Caring for the aged is an issue that affects all communities and all sectors. I find this is continuously reiterated to me through my personal work with my constituents and also in my dealings with community groups, both in my electorate and elsewhere, particularly given the ageing of Australia's post-Second World War migration, otherwise known as the ageing of Arthur Calwell's new Australians. Of the ageing new Australians—they once were new Australians—the Greek and Italian communities have the largest number of ageing people, and they are followed by the Chinese, Indians, Turks and many others who came to Australia during that period.
I have spoken many times to those communities and almost all of them advocate—and these are alarm bells that we need to heed—that what is now paramount is the proper care of the elderly and in particular the care of the elderly from migrant communities, because the quality of that care is a hallmark of any civilised society. The ageing of migrant communities brings special challenges that we are all very familiar with. Just as newly arrived migrants need special services to assist their settlement into this country in the first five years of their arrival, so too, at the other end of the spectrum, elderly migrants require culturally and linguistically sensitive services to cater for their needs as they age. This is the case no matter how long they have lived here. Many of them have been here for many decades. The date 29 August marks 50 years since my father and his young family, including me, first disembarked at Station Pier at Port Melbourne. It is for those reasons that I am very pleased to say that the government has made important headway on reforming the aged-care system when it comes to caring for our ageing people and in particular our ageing migrant population.

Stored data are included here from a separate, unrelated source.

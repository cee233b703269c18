use serde::{Deserialize, Serialize};
use std::fmt;

/// Fatal run errors. Per-file problems are never raised through this type;
/// they are counted as [`crate::domain::pulse::SkipKind`] instead.
#[derive(Debug, Serialize, Deserialize)]
pub enum AppError {
    Internal(String),
    NotFound(String),
    ValidationError(String),
    ParseError(String),
    IoError(String),
    ConfigError(String),
}

impl fmt::Display for AppError {
    fn fmt(&self, f: &mut fmt::Formatter<'_>) -> fmt::Result {
        match self {
            AppError::Internal(msg) => write!(f, "Internal error: {}", msg),
            AppError::NotFound(msg) => write!(f, "Not found: {}", msg),
            AppError::ValidationError(msg) => write!(f, "Validation error: {}", msg),
            AppError::ParseError(msg) => write!(f, "Parse error: {}", msg),
            AppError::IoError(msg) => write!(f, "IO error: {}", msg),
            AppError::ConfigError(msg) => write!(f, "Config error: {}", msg),
        }
    }
}

impl std::error::Error for AppError {}

impl From<std::io::Error> for AppError {
    fn from(err: std::io::Error) -> Self {
        AppError::IoError(err.to_string())
    }
}

pub type Result<T> = std::result::Result<T, AppError>;
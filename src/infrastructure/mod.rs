pub mod artifact_store;
pub mod config;
pub mod csv;
pub mod source;
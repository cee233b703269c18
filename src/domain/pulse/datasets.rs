// ============================================================
// DATASET CHANNELS
// ============================================================
// Nine append-only row sequences, one per output table

use std::collections::BTreeMap;

use super::{
    AggregatedInsuranceRow, AggregatedTransactionRow, AggregatedUserRow, DatasetKind, FlatRecord,
    MapMetricRow, MapUserRow, TopMetricRow, TopUserRow,
};

/// Rows grouped by dataset, in insertion order
#[derive(Debug, Default, Clone, PartialEq)]
pub struct Datasets {
    pub aggregated_transaction: Vec<AggregatedTransactionRow>,
    pub aggregated_user: Vec<AggregatedUserRow>,
    pub aggregated_insurance: Vec<AggregatedInsuranceRow>,
    pub map_transaction: Vec<MapMetricRow>,
    pub map_user: Vec<MapUserRow>,
    pub map_insurance: Vec<MapMetricRow>,
    pub top_transaction: Vec<TopMetricRow>,
    pub top_user: Vec<TopUserRow>,
    pub top_insurance: Vec<TopMetricRow>,
}

impl Datasets {
    pub fn new() -> Self {
        Self::default()
    }

    /// Route a record to its dataset
    pub fn push(&mut self, record: FlatRecord) {
        match record {
            FlatRecord::AggregatedTransaction(row) => self.aggregated_transaction.push(row),
            FlatRecord::AggregatedUser(row) => self.aggregated_user.push(row),
            FlatRecord::AggregatedInsurance(row) => self.aggregated_insurance.push(row),
            FlatRecord::MapTransaction(row) => self.map_transaction.push(row),
            FlatRecord::MapUser(row) => self.map_user.push(row),
            FlatRecord::MapInsurance(row) => self.map_insurance.push(row),
            FlatRecord::TopTransaction(row) => self.top_transaction.push(row),
            FlatRecord::TopUser(row) => self.top_user.push(row),
            FlatRecord::TopInsurance(row) => self.top_insurance.push(row),
        }
    }

    /// Append every dataset of `other` after the rows already held.
    ///
    /// The resulting row sets do not depend on merge order; only row order does.
    pub fn merge(&mut self, other: Datasets) {
        self.aggregated_transaction.extend(other.aggregated_transaction);
        self.aggregated_user.extend(other.aggregated_user);
        self.aggregated_insurance.extend(other.aggregated_insurance);
        self.map_transaction.extend(other.map_transaction);
        self.map_user.extend(other.map_user);
        self.map_insurance.extend(other.map_insurance);
        self.top_transaction.extend(other.top_transaction);
        self.top_user.extend(other.top_user);
        self.top_insurance.extend(other.top_insurance);
    }

    pub fn row_count(&self, kind: DatasetKind) -> usize {
        match kind {
            DatasetKind::AggregatedTransaction => self.aggregated_transaction.len(),
            DatasetKind::AggregatedUser => self.aggregated_user.len(),
            DatasetKind::AggregatedInsurance => self.aggregated_insurance.len(),
            DatasetKind::MapTransaction => self.map_transaction.len(),
            DatasetKind::MapUser => self.map_user.len(),
            DatasetKind::MapInsurance => self.map_insurance.len(),
            DatasetKind::TopTransaction => self.top_transaction.len(),
            DatasetKind::TopUser => self.top_user.len(),
            DatasetKind::TopInsurance => self.top_insurance.len(),
        }
    }

    pub fn row_counts(&self) -> BTreeMap<DatasetKind, usize> {
        DatasetKind::ALL
            .iter()
            .map(|kind| (*kind, self.row_count(*kind)))
            .collect()
    }

    pub fn total_rows(&self) -> usize {
        DatasetKind::ALL.iter().map(|kind| self.row_count(*kind)).sum()
    }

    pub fn is_empty(&self) -> bool {
        self.total_rows() == 0
    }
}

impl Extend<FlatRecord> for Datasets {
    fn extend<I: IntoIterator<Item = FlatRecord>>(&mut self, records: I) {
        for record in records {
            self.push(record);
        }
    }
}

impl FromIterator<FlatRecord> for Datasets {
    fn from_iter<I: IntoIterator<Item = FlatRecord>>(records: I) -> Self {
        let mut datasets = Datasets::new();
        datasets.extend(records);
        datasets
    }
}
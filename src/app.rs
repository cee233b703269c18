use std::process::ExitCode;

use clap::Parser;
use tracing_subscriber::EnvFilter;

use crate::application::PulseIngestionUseCase;
use crate::domain::error::Result;
use crate::domain::pulse::RunSummary;
use crate::infrastructure::config::ConfigService;
use crate::interfaces::cli::Cli;

pub fn run() -> ExitCode {
    let _ = dotenvy::dotenv();
    let cli = Cli::parse();

    match execute(&cli) {
        Ok(summary) => {
            for artifact in &summary.artifacts {
                println!("Saved: {} ({} rows)", artifact.path.display(), artifact.rows);
            }
            ExitCode::SUCCESS
        }
        Err(e) => {
            eprintln!("pulse-ingest: {}", e);
            ExitCode::FAILURE
        }
    }
}

fn execute(cli: &Cli) -> Result<RunSummary> {
    let config_service = match &cli.config {
        Some(path) => ConfigService::new().with_config_file(path),
        None => ConfigService::new(),
    };
    let config = config_service.load(&cli.overrides())?;

    // RUST_LOG wins over the configured level
    let filter = EnvFilter::try_from_default_env()
        .unwrap_or_else(|_| EnvFilter::new(config.log_level.as_str()));
    let _ = tracing_subscriber::fmt().with_env_filter(filter).try_init();

    PulseIngestionUseCase::new(config).run()
}
pub mod cli;

pub use cli::Cli;
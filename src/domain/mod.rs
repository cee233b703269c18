pub mod error;
pub mod pipeline_config;

// Pulse document and dataset types
pub mod pulse;
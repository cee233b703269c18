use tracing::{debug, info, warn};

use crate::application::use_cases::dataset_assembler::DatasetAssembler;
use crate::application::use_cases::record_extraction::{Extraction, RecordExtractor};
use crate::domain::error::{AppError, Result};
use crate::domain::pipeline_config::PipelineConfig;
use crate::domain::pulse::{
    Datasets, RunSummary, SkipKind, SkippedFile, SourceDocument, SourceFile,
};
use crate::infrastructure::artifact_store::atomic_write_bytes;
use crate::infrastructure::csv::DatasetWriter;
use crate::infrastructure::source::{DocumentLoader, SourceEnumerator};

/// Drives one batch run: enumerate, load, extract, assemble, write.
///
/// Per-file problems are recorded as skips and never abort the run. Only an
/// unreadable input root or an unwritable output location is fatal.
pub struct PulseIngestionUseCase {
    config: PipelineConfig,
    enumerator: SourceEnumerator,
    loader: DocumentLoader,
    extractor: RecordExtractor,
    writer: DatasetWriter,
}

impl PulseIngestionUseCase {
    pub fn new(config: PipelineConfig) -> Self {
        let enumerator = SourceEnumerator::new(config.input_root.clone())
            .with_follow_links(config.follow_links);
        let writer =
            DatasetWriter::new(config.output_dir.clone()).with_delimiter(config.delimiter_byte());

        Self {
            config,
            enumerator,
            loader: DocumentLoader::new(),
            extractor: RecordExtractor::new(),
            writer,
        }
    }

    pub fn run(&self) -> Result<RunSummary> {
        self.config
            .validate()
            .map_err(|e| AppError::ConfigError(format!("Invalid pipeline config: {}", e)))?;
        self.enumerator.check_root()?;
        info!(
            input = %self.config.input_root.display(),
            output = %self.config.output_dir.display(),
            "starting pulse ingestion"
        );

        let mut summary = RunSummary::new();
        let mut assembler = DatasetAssembler::new();

        for item in self.enumerator.iter() {
            summary.files_enumerated += 1;

            let outcome = item.and_then(|file| self.ingest_file(file));
            match outcome {
                Ok(file_rows) => assembler.absorb(file_rows),
                Err(skipped) => {
                    log_skip(&skipped);
                    summary.record_skip(skipped);
                }
            }
        }

        summary.files_extracted = assembler.files_absorbed();
        let datasets = assembler.finish();
        summary.rows = datasets.row_counts();
        summary.artifacts = self.writer.write_all(&datasets)?;

        if self.config.write_report {
            self.write_report(&summary)?;
        }

        log_summary(&summary);
        Ok(summary)
    }

    /// Load and flatten a single file into its own bundle of rows
    pub fn ingest_file(&self, file: SourceFile) -> std::result::Result<Datasets, SkippedFile> {
        let payload = self.loader.load(&file.path)?;
        let document = SourceDocument::new(file, payload);

        match self.extractor.extract(&document.file, &document.payload) {
            Extraction::Records(records) => Ok(DatasetAssembler::bundle(records)),
            Extraction::EmptyDocument => Err(SkippedFile::new(
                document.file.path,
                SkipKind::EmptyDocument,
                "document has no data object",
            )),
            Extraction::UnrecognizedShape => {
                let reason = format!(
                    "no known shape for section {} and category {}",
                    describe_tag(document.file.section),
                    describe_tag(document.file.category)
                );
                Err(SkippedFile::new(
                    document.file.path,
                    SkipKind::UnrecognizedShape,
                    reason,
                ))
            }
        }
    }

    fn write_report(&self, summary: &RunSummary) -> Result<()> {
        let path = self.config.report_path();
        let bytes = serde_json::to_vec_pretty(summary)
            .map_err(|e| AppError::Internal(format!("Failed to serialize run report: {}", e)))?;
        atomic_write_bytes(&path, &bytes)?;
        info!(path = %path.display(), "saved run report");
        Ok(())
    }
}

fn describe_tag<T: std::fmt::Display>(tag: Option<T>) -> String {
    tag.map(|t| t.to_string())
        .unwrap_or_else(|| "<unknown>".to_string())
}

fn log_skip(skipped: &SkippedFile) {
    match skipped.kind {
        SkipKind::EmptyDocument => debug!(
            path = %skipped.path.display(),
            kind = %skipped.kind,
            "skipping file: {}",
            skipped.reason
        ),
        _ => warn!(
            path = %skipped.path.display(),
            kind = %skipped.kind,
            "skipping file: {}",
            skipped.reason
        ),
    }
}

fn log_summary(summary: &RunSummary) {
    for (kind, count) in &summary.skipped {
        if *count > 0 {
            warn!(kind = %kind, files = count, "files skipped");
        }
    }
    info!(
        files = summary.files_enumerated,
        extracted = summary.files_extracted,
        skipped = summary.total_skipped(),
        rows = summary.total_rows(),
        "pulse ingestion complete"
    );
}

In December last year I welcomed the release of the National Ageing and Aged Care Strategy for People from Culturally and Linguistically Diverse Backgrounds. The strategy will help inform the delivery of Living Longer Living Better, which is part of the government's $3.7 billion aged-care reform package. As we all know, ageing brings with it a returning emphasis and reliance on the mother tongue. Older people, no matter how fluently they have acquired a second language—in this case, English—or subsequent language during their lifetime, tend to feel most comfortable in their original language as they grow older. Taking into account that about 20 per cent of people aged 65 years and over were born outside Australia and by 2021 that number will rise to 30 per cent, it is vital that we are sensitive to this fact when planning and providing services to older Australians of non-English-speaking background.
The migrant elderly—many of them in my electorate—often have very different cultural, linguistic and spiritual needs, and that can affect the type of care and services they require and are provided for. I congratulate the Minister for Mental Health and Ageing, Mark Butler, because he has recognised that this community sector has very important needs and unique challenges that are faced by the elderly, their families and their aged-care providers. He has responded to those needs through the National Ageing and Aged Care Strategy for People from Culturally and Linguistically Diverse Backgrounds. That is the basis upon which the government will assist in helping this sector develop highly specialised needs. (Time expired)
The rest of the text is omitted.